Luc Longley said in his documentary, “One Giant Leap,” that he didn’t enjoy playing with NBA legend Michael Jordan on the Chicago Bulls.
Longley and Jordan were teammates on the Bulls from 1995-96 to 1997-98.
“I didn’t love MJ,” Longley said. “I thought MJ was difficult and unnecessarily harsh on his teammates and probably on himself. And I think, you know, I just didn’t enjoy being around him that much and that was cool.
“It was cool with MJ and it was cool with me. At the end of the day, we found a way to respect each other on the court and to co-exist and that was cool.”
Jordan and Longley helped the Bulls win three straight NBA championships in 1996, 1997, and 1998.
Jordan, one of the best — if not the best — players in NBA history, averaged 29.6 points, 6.1 rebounds and 4.0 assists from 1995-96 to 1997-98, while Longley put up 9.9 points and 5.5 rebounds per game.
Jordan once refused to pass the ball to Longley despite the natural flow of the offense dictating that the pass be made to him. Bulls head coach Phil Jackson called timeout and advised Jordan to pass to Longley.
However, Jordan didn’t listen to Jackson.
Former Bulls big man Bill Wennington wrote an autobiography, “Tales From the Bulls Hardwood,” back in 2004. In the book, Wennington talked about the game where Jordan didn’t pass the ball to Longley despite Longley being open.

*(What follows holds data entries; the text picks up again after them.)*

// Automaton labels
//
// This module defines the shared vocabulary of both engines:
// - State: an opaque state label
// - Symbol: an opaque input symbol, with the empty label reserved as epsilon

use std::collections::BTreeSet;
use std::fmt;

/// An opaque state label.
///
/// States only need equality, hashing, and a total order (the order is what
/// makes canonical renaming deterministic). The label itself carries no
/// meaning to the engines.
#[derive(Debug, Clone, PartialEq, Eq, PartialOrd, Ord, Hash)]
pub struct State(String);

impl State {
    /// Create a state from any string-like label
    pub fn new(label: impl Into<String>) -> Self {
        Self(label.into())
    }

    /// The underlying label
    pub fn as_str(&self) -> &str {
        &self.0
    }
}

impl fmt::Display for State {
    fn fmt(&self, f: &mut fmt::Formatter<'_>) -> fmt::Result {
        f.write_str(&self.0)
    }
}

impl From<&str> for State {
    fn from(label: &str) -> Self {
        Self(label.to_string())
    }
}

impl From<String> for State {
    fn from(label: String) -> Self {
        Self(label)
    }
}

/// An opaque input symbol.
///
/// The empty label is reserved as the epsilon marker: it may key NFA
/// transitions but never appears in an alphabet and never labels a DFA
/// transition.
#[derive(Debug, Clone, PartialEq, Eq, PartialOrd, Ord, Hash)]
pub struct Symbol(String);

impl Symbol {
    /// Create a symbol from any string-like label
    pub fn new(label: impl Into<String>) -> Self {
        Self(label.into())
    }

    /// The reserved epsilon marker (the empty label)
    pub fn epsilon() -> Self {
        Self(String::new())
    }

    /// Whether this symbol is the reserved epsilon marker
    pub fn is_epsilon(&self) -> bool {
        self.0.is_empty()
    }

    /// The underlying label
    pub fn as_str(&self) -> &str {
        &self.0
    }
}

impl fmt::Display for Symbol {
    fn fmt(&self, f: &mut fmt::Formatter<'_>) -> fmt::Result {
        f.write_str(&self.0)
    }
}

impl From<&str> for Symbol {
    fn from(label: &str) -> Self {
        Self(label.to_string())
    }
}

impl From<String> for Symbol {
    fn from(label: String) -> Self {
        Self(label)
    }
}

/// Pick the reserved sink label for completion.
///
/// The sink is `-`, extended with further dashes until it is distinct from
/// every existing state, so it can never collide with caller-supplied labels.
pub(crate) fn fresh_sink_label(states: &BTreeSet<State>) -> State {
    let mut label = String::from("-");
    while states.contains(&State::new(label.as_str())) {
        label.push('-');
    }
    State::new(label)
}
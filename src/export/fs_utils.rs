// src/export/fs_utils.rs

use crate::errors::{AppError, AppResult};
use crate::ui::messages::{info, warning};
use std::io::{self, BufRead, Write};
use std::path::Path;

/// Checks whether `path` may be created or overwritten.
///
/// - file missing → Ok
/// - file present and `force` → Ok
/// - file present otherwise → asks on `answers`, only "y"/"yes" proceeds
pub fn ensure_writable<R: BufRead>(path: &Path, force: bool, answers: &mut R) -> AppResult<()> {
    if !path.exists() || force {
        return Ok(());
    }

    warning(format!("The file '{}' already exists.", path.display()));

    print!("Overwrite? [y/N]: ");
    io::stdout().flush().ok();

    let mut answer = String::new();
    answers.read_line(&mut answer)?;

    match answer.trim().to_ascii_lowercase().as_str() {
        "y" | "yes" => {
            info("Existing file will be overwritten.");
            Ok(())
        }
        _ => Err(AppError::Export(
            "export cancelled: existing file not overwritten".into(),
        )),
    }
}
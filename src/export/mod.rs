// src/export/mod.rs

mod excel_date;
mod fs_utils;
mod json_csv;
pub mod logic;
mod model;
mod pdf;
mod pdf_export;
mod xlsx;

pub use excel_date::date_to_excel_serial;
pub use fs_utils::ensure_writable;
pub use logic::ExportLogic;
pub use model::{DailyExport, ExportReport};

use crate::ui::messages::success;
use clap::ValueEnum;
use std::path::Path;

/// Common completion message for every format.
pub(crate) fn notify_export_success(label: &str, path: &Path) {
    success(format!("{label} export completed: {}", path.display()));
}

#[derive(Clone, Copy, Debug, PartialEq, Eq, ValueEnum)]
pub enum ExportFormat {
    Csv,
    Json,
    Xlsx,
    Pdf,
}

impl ExportFormat {
    pub fn as_str(&self) -> &'static str {
        match self {
            ExportFormat::Csv => "csv",
            ExportFormat::Json => "json",
            ExportFormat::Xlsx => "xlsx",
            ExportFormat::Pdf => "pdf",
        }
    }
}
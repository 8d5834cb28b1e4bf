pub mod filter;
pub mod log;
pub mod logic;
pub mod maintenance;
pub mod performance;
use crate::core::filter::{self, SiteSelection};
use crate::core::maintenance::{self, MaintenanceReport};
use crate::core::performance::{self, DailySeries};
use crate::errors::{AppError, AppResult};
use crate::models::{Dataset, Month, OperationalRecord};
use chrono::NaiveDate;
use serde::Serialize;

/// What the user picked: machine, month and the work-site check boxes.
/// `None` means "use the default".
#[derive(Debug, Clone, Default)]
pub struct DashboardQuery {
    pub machine: Option<String>,
    pub month: Option<Month>,
    pub sites: SiteSelection,
}

#[derive(Debug, Clone, PartialEq, Serialize)]
pub struct SiteChoice {
    pub site: String,
    pub checked: bool,
}

/// Everything one render of the dashboard needs.
#[derive(Debug, Clone, PartialEq, Serialize)]
pub struct DashboardView {
    pub machine_id: String,
    pub machine_name: String,
    pub month: Option<Month>,
    pub available_months: Vec<Month>,
    pub sites: Vec<SiteChoice>,
    /// `None` when the machine has no usable horometer reading.
    pub maintenance: Option<MaintenanceReport>,
    pub series: DailySeries,
    pub last_update: Option<NaiveDate>,
    pub notes: Vec<String>,
}

impl DashboardView {
    pub fn has_data(&self) -> bool {
        !self.series.is_empty()
    }
}

/// One line of the fleet overview.
#[derive(Debug, Clone, PartialEq, Serialize)]
pub struct FleetRow {
    pub machine_id: String,
    pub machine_name: String,
    pub maintenance: Option<MaintenanceReport>,
}

pub struct Core;

impl Core {
    /// Machine to show when none was chosen: the first in natural order.
    pub fn default_machine(dataset: &Dataset) -> AppResult<String> {
        dataset
            .machines()
            .into_iter()
            .next()
            .ok_or_else(|| AppError::InsufficientData("the operations table is empty".into()))
    }

    /// Run filter resolver, maintenance engine and aggregator for one render.
    pub fn build_dashboard(dataset: &Dataset, query: &DashboardQuery) -> AppResult<DashboardView> {
        let machine_id = match &query.machine {
            Some(m) if dataset.has_machine(m.trim()) => m.trim().to_string(),
            Some(m) => return Err(AppError::UnknownMachine(m.clone())),
            None => Self::default_machine(dataset)?,
        };

        let machine_records = dataset.operations_for(&machine_id);
        let available_months = filter::available_months(&machine_records);

        // latest month with data unless one was asked for
        let month = query.month.or_else(|| available_months.last().copied());

        let mut notes = Vec::new();

        let (sites, filtered) = match month {
            Some(m) => {
                let resolution = filter::resolve(&dataset.operations, &machine_id, m);
                let selected = query.sites.selected(&resolution.available_sites);
                let filtered = filter::select_sites(&resolution.month_records, &selected);
                let sites = resolution
                    .available_sites
                    .iter()
                    .map(|s| SiteChoice {
                        site: s.clone(),
                        checked: query.sites.is_checked(s),
                    })
                    .collect();
                (sites, filtered)
            }
            None => (Vec::new(), Vec::new()),
        };

        let maintenance = match maintenance::compute_status(
            &machine_records,
            &dataset.maintenance_for(&machine_id),
        ) {
            Ok(report) => {
                if report.baseline.uses_default() {
                    notes.push(format!(
                        "No maintenance record for machine {machine_id}: using default interval of {:.0} h",
                        report.baseline.service_interval_hours
                    ));
                }
                Some(report)
            }
            Err(AppError::InsufficientData(reason)) => {
                notes.push(format!("Maintenance status unavailable: {reason}"));
                None
            }
            Err(e) => return Err(e),
        };

        let series = performance::aggregate(&filtered, &dataset.work_sites);

        Ok(DashboardView {
            machine_name: machine_name(&filtered, &machine_records),
            machine_id,
            month,
            available_months,
            sites,
            maintenance,
            series,
            last_update: dataset.last_update(),
            notes,
        })
    }

    /// Maintenance status of every machine in the operations table.
    pub fn fleet(dataset: &Dataset) -> Vec<FleetRow> {
        dataset
            .machines()
            .into_iter()
            .map(|id| {
                let ops = dataset.operations_for(&id);
                let report = maintenance::compute_status(&ops, &dataset.maintenance_for(&id)).ok();
                FleetRow {
                    machine_name: machine_name(&[], &ops),
                    machine_id: id,
                    maintenance: report,
                }
            })
            .collect()
    }
}

/// Name from the first filtered row; when the selection is empty, from the
/// machine's most recent row.
fn machine_name(filtered: &[&OperationalRecord], machine_records: &[&OperationalRecord]) -> String {
    filtered
        .first()
        .or_else(|| machine_records.iter().max_by_key(|r| r.date))
        .map(|r| r.machine_name.clone())
        .unwrap_or_default()
}
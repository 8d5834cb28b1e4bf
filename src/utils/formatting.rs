//! Formatting utilities used for CLI and export outputs.

use regex::Regex;
use std::sync::LazyLock;
use unicode_width::UnicodeWidthStr;

pub const GAP: &str = "--";

pub fn bold(s: &str) -> String {
    format!("\x1b[1m{}\x1b[0m", s)
}

static ANSI_ESCAPE: LazyLock<Option<Regex>> =
    LazyLock::new(|| Regex::new(r"\x1B\[[0-9;]*[mK]").ok());

/// Drop ANSI colour sequences, leaving the visible text.
pub fn strip_ansi(s: &str) -> String {
    match ANSI_ESCAPE.as_ref() {
        Some(re) => re.replace_all(s, "").into_owned(),
        None => s.to_string(),
    }
}

/// Visible width, ignoring ANSI escape sequences.
pub fn display_width(s: &str) -> usize {
    UnicodeWidthStr::width(strip_ansi(s).as_str())
}

pub fn pad_right(s: &str, width: usize) -> String {
    let pad = width.saturating_sub(display_width(s));
    format!("{s}{}", " ".repeat(pad))
}

pub fn pad_left(s: &str, width: usize) -> String {
    let pad = width.saturating_sub(display_width(s));
    format!("{}{s}", " ".repeat(pad))
}

/// Whole hours, keeping the sign: `-100`, `20`.
pub fn fmt_hours(h: f64) -> String {
    format!("{:.0}", h)
}

/// Two decimals, or the gap marker for missing values.
pub fn fmt_optional(v: Option<f64>) -> String {
    match v {
        Some(x) => format!("{:.2}", x),
        None => GAP.to_string(),
    }
}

When Jackson called timeout and instructed Jordan to give the ball to Longley, Jordan declined because Longley missed two of his earlier passes.

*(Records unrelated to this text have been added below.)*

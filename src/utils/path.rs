//! Path utilities: expand ~, validate absolute output paths.

use crate::errors::{AppError, AppResult};
use std::path::{Path, PathBuf};

pub fn expand_tilde(path: &str) -> PathBuf {
    if path.starts_with("~/")
        && let Some(home) = dirs::home_dir()
    {
        return home.join(path.trim_start_matches("~/"));
    }
    PathBuf::from(path)
}

/// Export targets must be absolute so the file never lands in a surprising cwd.
pub fn require_absolute(path: &str) -> AppResult<PathBuf> {
    let p = expand_tilde(path);
    if !Path::new(&p).is_absolute() {
        return Err(AppError::Export(format!(
            "output file path must be absolute: {path}"
        )));
    }
    Ok(p)
}
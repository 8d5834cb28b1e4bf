pub mod chart;
pub mod dashboard;
pub mod messages;
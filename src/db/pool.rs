//! SQLite connection wrapper (lightweight for CLI usage).

use crate::db::initialize::init_db;
use crate::errors::AppResult;
use rusqlite::Connection;
use std::fs;
use std::path::Path;

pub struct DbPool {
    pub conn: Connection,
}

impl DbPool {
    /// Open the audit database, creating the file and its schema if needed.
    pub fn new(path: &str) -> AppResult<Self> {
        let p = Path::new(path);
        if let Some(parent) = p.parent()
            && !parent.as_os_str().is_empty()
        {
            fs::create_dir_all(parent)?;
        }

        let conn = Connection::open(p)?;
        init_db(&conn)?;
        Ok(Self { conn })
    }

    pub fn in_memory() -> AppResult<Self> {
        let conn = Connection::open_in_memory()?;
        init_db(&conn)?;
        Ok(Self { conn })
    }
}
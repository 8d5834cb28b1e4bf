use crate::cli::commands::{open_session, warn_skipped_rows};
use crate::cli::parser::Cli;
use crate::config::Config;
use crate::core::logic::Core;
use crate::errors::AppResult;
use crate::ui::dashboard::render_fleet;

pub fn handle(cli: &Cli, cfg: &Config) -> AppResult<()> {
    let mut session = open_session(cli, cfg)?;
    let dataset = session.dataset()?;
    warn_skipped_rows(dataset.skipped_maintenance_rows);

    println!("{}", render_fleet(&Core::fleet(dataset)));
    Ok(())
}
use super::operational::natural_cmp;
use super::{MaintenanceRecord, OperationalRecord, WorkSiteTable};
use chrono::NaiveDate;

/// The three workbook tables, loaded once per session and read-only afterwards.
#[derive(Debug, Clone, Default)]
pub struct Dataset {
    pub operations: Vec<OperationalRecord>,
    pub maintenance: Vec<MaintenanceRecord>,
    pub work_sites: WorkSiteTable,
    /// Maintenance rows dropped at load time because a value was missing.
    pub skipped_maintenance_rows: usize,
}

impl Dataset {
    /// Distinct machine ids in natural order.
    pub fn machines(&self) -> Vec<String> {
        let mut ids: Vec<String> = self
            .operations
            .iter()
            .map(|r| r.machine_id.clone())
            .collect();
        ids.sort_by(|a, b| natural_cmp(a, b));
        ids.dedup();
        ids
    }

    pub fn has_machine(&self, machine_id: &str) -> bool {
        self.operations.iter().any(|r| r.machine_id == machine_id)
    }

    /// Every operational row of a machine, in sheet order.
    pub fn operations_for(&self, machine_id: &str) -> Vec<&OperationalRecord> {
        self.operations
            .iter()
            .filter(|r| r.machine_id == machine_id)
            .collect()
    }

    pub fn maintenance_for(&self, machine_id: &str) -> Vec<&MaintenanceRecord> {
        self.maintenance
            .iter()
            .filter(|r| r.machine_id == machine_id)
            .collect()
    }

    /// Latest date in the whole operations table ("data updated to").
    pub fn last_update(&self) -> Option<NaiveDate> {
        self.operations.iter().map(|r| r.date).max()
    }
}
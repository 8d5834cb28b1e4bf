// src/export/excel_date.rs

use chrono::NaiveDate;

/// Excel serial number (1900 date system) of a calendar date.
pub fn date_to_excel_serial(date: NaiveDate) -> f64 {
    // 1899-12-30 keeps serials aligned with Excel after its phantom 1900-02-29
    let excel_epoch = NaiveDate::from_ymd_opt(1899, 12, 30).unwrap_or(NaiveDate::MIN);
    (date - excel_epoch).num_days() as f64
}
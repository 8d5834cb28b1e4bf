//! Unified application error type.
//! All modules (source, core, session, db, cli) return AppError so that
//! fatal conditions reach `main` through a single path.

use std::io;
use thiserror::Error;

#[derive(Error, Debug)]
pub enum AppError {
    // ---------------------------
    // IO
    // ---------------------------
    #[error("I/O error: {0}")]
    Io(#[from] io::Error),

    // ---------------------------
    // Audit database
    // ---------------------------
    #[error("Database error: {0}")]
    Db(#[from] rusqlite::Error),

    // ---------------------------
    // Data source
    // ---------------------------
    #[error("Fetch error: {0}")]
    Fetch(#[from] reqwest::Error),

    #[error("Data source answered with HTTP {status} for {url}")]
    FetchStatus { status: u16, url: String },

    #[error("Workbook archive error: {0}")]
    Zip(#[from] zip::result::ZipError),

    #[error("Workbook XML error: {0}")]
    Xml(#[from] quick_xml::Error),

    #[error("Invalid workbook: {0}")]
    Workbook(String),

    #[error("Schema error: sheet '{sheet}' is missing")]
    MissingSheet { sheet: String },

    #[error("Schema error: sheet '{sheet}' has no column '{column}'")]
    MissingColumn { sheet: String, column: String },

    // ---------------------------
    // Input / selection errors
    // ---------------------------
    #[error("Invalid month (expected YYYY-MM): {0}")]
    InvalidMonth(String),

    #[error("Unknown machine: {0}")]
    UnknownMachine(String),

    #[error("Insufficient data: {0}")]
    InsufficientData(String),

    // ---------------------------
    // Authentication
    // ---------------------------
    #[error("invalid username or password")]
    InvalidCredentials,

    #[error("Password hashing error: {0}")]
    PasswordHash(String),

    // ---------------------------
    // Config errors
    // ---------------------------
    #[error("Configuration error: {0}")]
    Config(String),

    // ---------------------------
    // Export errors
    // ---------------------------
    #[error("Export format not supported: {0}")]
    InvalidExportFormat(String),

    #[error("Export error: {0}")]
    Export(String),

    // ---------------------------
    // Generic fallback
    // ---------------------------
    #[error("Internal error: {0}")]
    Other(String),
}

impl AppError {
    /// Data source and schema failures: nothing can be rendered after them,
    /// so an interactive session ends.
    pub fn ends_session(&self) -> bool {
        matches!(
            self,
            AppError::Fetch(_)
                | AppError::FetchStatus { .. }
                | AppError::Zip(_)
                | AppError::Xml(_)
                | AppError::Workbook(_)
                | AppError::MissingSheet { .. }
                | AppError::MissingColumn { .. }
        )
    }
}

pub type AppResult<T> = Result<T, AppError>;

At a meeting in practice the next day, Jackson once again told Jordan to pass the ball to Longley when the offense’s triggers and actions needed it. Longley and Jordan had an interesting chat at practice that day.
“Michael,” Wennington recalls Longley saying, via Jack M. Silverstein of Substack. “I am trying my hardest.” When Jordan heard Longley say that, he said, “Luc, you are not. You are not catching the ball. If I pass you the ball, you have to catch the ball.”
Jordan was interviewed for Longley’s documentary, while Longley wasn’t interviewed for “The Last Dance.”
Jordan was a demanding teammate. He expected perfection from everyone, coaches included.
MJ explained in “The Last Dance” that winning and leadership had a price and he wasn’t afraid to go to deep lengths to push his teammates to be great.
“I pulled people along when they didn’t wanna be pulled,” Jordan said. “I challenged people when they didn’t wanna be challenged, and I earned that right because my teammates came after me. They didn’t endure all the things that I endured. Once you join the team, you live at a certain standard that I play the game, and I wasn’t gonna take anything less.
“Now, if that means I had to go in and get in your ass a little bit, then I did that. You ask all my teammates; the one thing about Michael Jordan was he never asked me to do something that he didn’t f—ing do. When people see this, they gonna say, ‘Well, he wasn’t really a nice guy. He may have been a tyrant.’ Well, that’s you because you never won anything. I wanted to win, but I wanted them to win and be a part of that as well.
“Look, I don’t have to do this. I’m only doing it because it is who I am. That’s how I played the game. That was my mentality. If you don’t wanna play that way, don’t play that way.”